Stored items
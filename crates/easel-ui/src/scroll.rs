//! # Scroll model
//!
//! A [`ScrollPane`] is a clipping viewport over its first child. The content
//! offset is stored as a translation of the child (so it is zero or negative
//! while scrolled) and is clamped on every layout:
//!
//! - the content never moves right of or below the viewport origin;
//! - content larger than the viewport never leaves a gap at the far edge;
//! - content smaller than the viewport is centered on that axis.
//!
//! Wheel deltas move the content against the wheel and stop propagation, so
//! nested panes scroll the outermost one that is hit first.
//!
//! A [`ScrollView`] frames a pane with a horizontal and a vertical
//! [`ScrollBar`]. Bar thumbs are sized by viewport / content; the arrows at
//! either end step the content by a fixed distance and dragging moves it by
//! the drag delta scaled back up from gutter to content length.

use easel_core::*;

use crate::stack::Axis;
use crate::style::{
    SCROLL_ARROW, SCROLL_BAR_SIZE, SCROLL_BG, SCROLL_GUTTER, SCROLL_STEP, SCROLL_THUMB,
    SCROLL_VIEW_HEIGHT, SCROLL_VIEW_WIDTH,
};

fn clamp_axis(offset: f32, content: f32, viewport: f32) -> f32 {
    if content < viewport {
        return (viewport - content) / 2.0;
    }
    offset.min(0.0).max(viewport - content)
}

#[derive(Default)]
pub struct ScrollPane {
    offset: Point,
}

impl ScrollPane {
    pub fn new() -> Self {
        Self::default()
    }

    /// Current translation of the content. Valid after the last layout.
    pub fn offset(&self) -> Point {
        self.offset
    }

    /// Moves the content by `delta`; clamped on the next layout.
    pub fn scroll_by(&mut self, delta: Point) {
        self.offset = self.offset - delta;
    }
}

impl View for ScrollPane {
    fn layout(&mut self, cx: &mut LayoutCx<'_>, available: Size) -> Size {
        let children = cx.children();
        let Some((&content, rest)) = children.split_first() else {
            self.offset = Point::default();
            return available;
        };
        let size = cx.layout_child(content, available);
        self.offset = Point::new(
            clamp_axis(self.offset.x, size.width, available.width),
            clamp_axis(self.offset.y, size.height, available.height),
        );
        cx.set_child_position(content, self.offset);
        if !rest.is_empty() {
            log::debug!("scroll pane ignores {} extra children", rest.len());
        }
        available
    }

    fn draw(&self, cx: &mut DrawCx<'_>) {
        cx.fill_background(SCROLL_BG);
    }

    fn input(&mut self, cx: &mut EventCx<'_>, event: &mut InputEvent) {
        let Some(delta) = event.scroll().map(|s| s.delta) else {
            return;
        };
        self.scroll_by(delta);
        event.stop();
        cx.request_repaint();
    }

    fn clip_children(&self) -> bool {
        true
    }

    fn flex(&self) -> Flex {
        Flex::BOTH
    }

    fn kind(&self) -> &'static str {
        "scroll-pane"
    }
}

fn along(axis: Axis, p: Point) -> f32 {
    match axis {
        Axis::Horizontal => p.x,
        Axis::Vertical => p.y,
    }
}

/// Viewport length, content length and offset of `pane` along `axis`.
fn pane_extent(tree: &ViewTree, pane: ViewId, axis: Axis) -> Option<(f32, f32, f32)> {
    let offset = tree.view::<ScrollPane>(pane).ok()?.offset();
    let content = *tree.children(pane).first()?;
    Some((
        axis.main(tree.size(pane)),
        axis.main(tree.size(content)),
        along(axis, offset),
    ))
}

/// One scroll bar of a [`ScrollView`], driving the pane it was made for.
pub struct ScrollBar {
    axis: Axis,
    pane: ViewId,
}

impl ScrollBar {
    pub fn new(axis: Axis, pane: ViewId) -> Self {
        Self { axis, pane }
    }

    pub fn axis(&self) -> Axis {
        self.axis
    }

    fn gutter(&self, size: Size) -> f32 {
        (self.axis.main(size) - SCROLL_BAR_SIZE * 2.0).max(0.0)
    }

    /// Start and length of the thumb within the gutter.
    fn thumb(&self, tree: &ViewTree, size: Size) -> Option<(f32, f32)> {
        let (viewport, content, offset) = pane_extent(tree, self.pane, self.axis)?;
        if content <= 0.0 {
            return None;
        }
        let gutter = self.gutter(size);
        let len = (gutter * viewport / content).min(gutter);
        let start = (-offset * gutter / content).clamp(0.0, gutter - len);
        Some((start, len))
    }

    fn scroll(&self, cx: &mut EventCx<'_>, amount: f32) {
        match cx.view_mut::<ScrollPane>(self.pane) {
            Ok(pane) => pane.scroll_by(self.axis.point(amount, 0.0)),
            Err(e) => log::warn!("scroll bar lost its pane: {e}"),
        }
        cx.request_repaint();
    }
}

impl View for ScrollBar {
    fn layout(&mut self, _cx: &mut LayoutCx<'_>, available: Size) -> Size {
        available
    }

    fn draw(&self, cx: &mut DrawCx<'_>) {
        let size = cx.size();
        let len = self.axis.main(size);
        let bar = SCROLL_BAR_SIZE;
        cx.fill_background(SCROLL_GUTTER);
        if let Some((start, thumb)) = self.thumb(cx.tree(), size) {
            let at = self.axis.point(bar + start, 0.0);
            let extent = self.axis.size(thumb, bar);
            cx.canvas()
                .fill_rect(Rect::from_pos_size(at, extent), SCROLL_THUMB);
        }
        let (back, forward) = match self.axis {
            Axis::Horizontal => ("\u{2190}", "\u{2192}"),
            Axis::Vertical => ("\u{2191}", "\u{2193}"),
        };
        let far = self.axis.point((len - bar).max(0.0), 0.0);
        for (at, glyph) in [(Point::ZERO, back), (far, forward)] {
            cx.canvas()
                .fill_rect(Rect::from_pos_size(at, Size::new(bar, bar)), SCROLL_ARROW);
            cx.fill_text(glyph, at, palette::TEXT);
        }
    }

    fn input(&mut self, cx: &mut EventCx<'_>, event: &mut InputEvent) {
        if let Some(delta) = event.scroll().map(|s| s.delta) {
            self.scroll(cx, along(self.axis, delta));
            event.stop();
            return;
        }
        let Some(pointer) = event.pointer() else { return };
        let len = self.axis.main(cx.size());
        match pointer.phase {
            PointerPhase::Down => {
                let p = along(self.axis, pointer.position);
                if p < SCROLL_BAR_SIZE {
                    self.scroll(cx, -SCROLL_STEP);
                } else if p > len - SCROLL_BAR_SIZE {
                    self.scroll(cx, SCROLL_STEP);
                }
            }
            PointerPhase::Drag => {
                let Some(delta) = pointer.delta else { return };
                let gutter = self.gutter(cx.size());
                let content = pane_extent(cx.tree(), self.pane, self.axis).map_or(0.0, |e| e.1);
                if gutter > 0.0 && content > 0.0 {
                    self.scroll(cx, along(self.axis, delta) * content / gutter);
                }
            }
            PointerPhase::Up => {}
        }
    }

    fn kind(&self) -> &'static str {
        match self.axis {
            Axis::Horizontal => "h-scroll-bar",
            Axis::Vertical => "v-scroll-bar",
        }
    }
}

/// Ids of the views [`ScrollView::add_to`] creates. Content goes in `pane`.
#[derive(Clone, Copy, Debug, PartialEq, Eq)]
pub struct ScrollViewParts {
    pub view: ViewId,
    pub pane: ViewId,
    pub hbar: ViewId,
    pub vbar: ViewId,
}

/// A [`ScrollPane`] with scroll bars along its bottom and right edges.
///
/// Its children are the pane, the horizontal bar and the vertical bar, in
/// that order; build it with [`ScrollView::add_to`]. The view is 300x300
/// unless flexed, in which case it takes the offered extent.
pub struct ScrollView {
    pref_width: f32,
}

impl Default for ScrollView {
    fn default() -> Self {
        Self {
            pref_width: SCROLL_VIEW_WIDTH,
        }
    }
}

impl ScrollView {
    pub fn add_to<C: Canvas>(surface: &mut Surface<C>, parent: ViewId) -> Result<ScrollViewParts> {
        let view = surface.add_child(parent, ScrollView::default())?;
        let pane = surface.add_child(view, ScrollPane::new())?;
        let hbar = surface.add_child(view, ScrollBar::new(Axis::Horizontal, pane))?;
        let vbar = surface.add_child(view, ScrollBar::new(Axis::Vertical, pane))?;
        Ok(ScrollViewParts {
            view,
            pane,
            hbar,
            vbar,
        })
    }

    pub fn set_pref_width(&mut self, width: f32) {
        self.pref_width = width;
    }
}

impl View for ScrollView {
    fn layout(&mut self, cx: &mut LayoutCx<'_>, available: Size) -> Size {
        let size = Size::new(
            if cx.hflex() { available.width } else { self.pref_width },
            if cx.vflex() { available.height } else { SCROLL_VIEW_HEIGHT },
        );
        let bar = SCROLL_BAR_SIZE;
        let viewport = Size::new((size.width - bar).max(0.0), (size.height - bar).max(0.0));
        let children = cx.children();
        let slots = [
            (viewport, Point::ZERO),
            (Size::new(viewport.width, bar), Point::new(0.0, viewport.height)),
            (Size::new(bar, viewport.height), Point::new(viewport.width, 0.0)),
        ];
        for (&child, (offer, at)) in children.iter().zip(slots) {
            cx.layout_child(child, offer);
            cx.set_child_position(child, at);
        }
        if children.len() > slots.len() {
            log::debug!("scroll view ignores {} extra children", children.len() - slots.len());
        }
        size
    }

    fn draw(&self, cx: &mut DrawCx<'_>) {
        cx.fill_background(SCROLL_BG);
    }

    fn kind(&self) -> &'static str {
        "scroll-view"
    }
}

What you should do
Please transcribe the data above without changes, from its first line to its "the viewport origin;" line, and leave out anything past that.

Output of the exercise
filename crates/easel-ui/src/scroll.rs
//! # Scroll model
//!
//! A [`ScrollPane`] is a clipping viewport over its first child. The content
//! offset is stored as a translation of the child (so it is zero or negative
//! while scrolled) and is clamped on every layout:
//!
//! - the content never moves right of or below the viewport origin;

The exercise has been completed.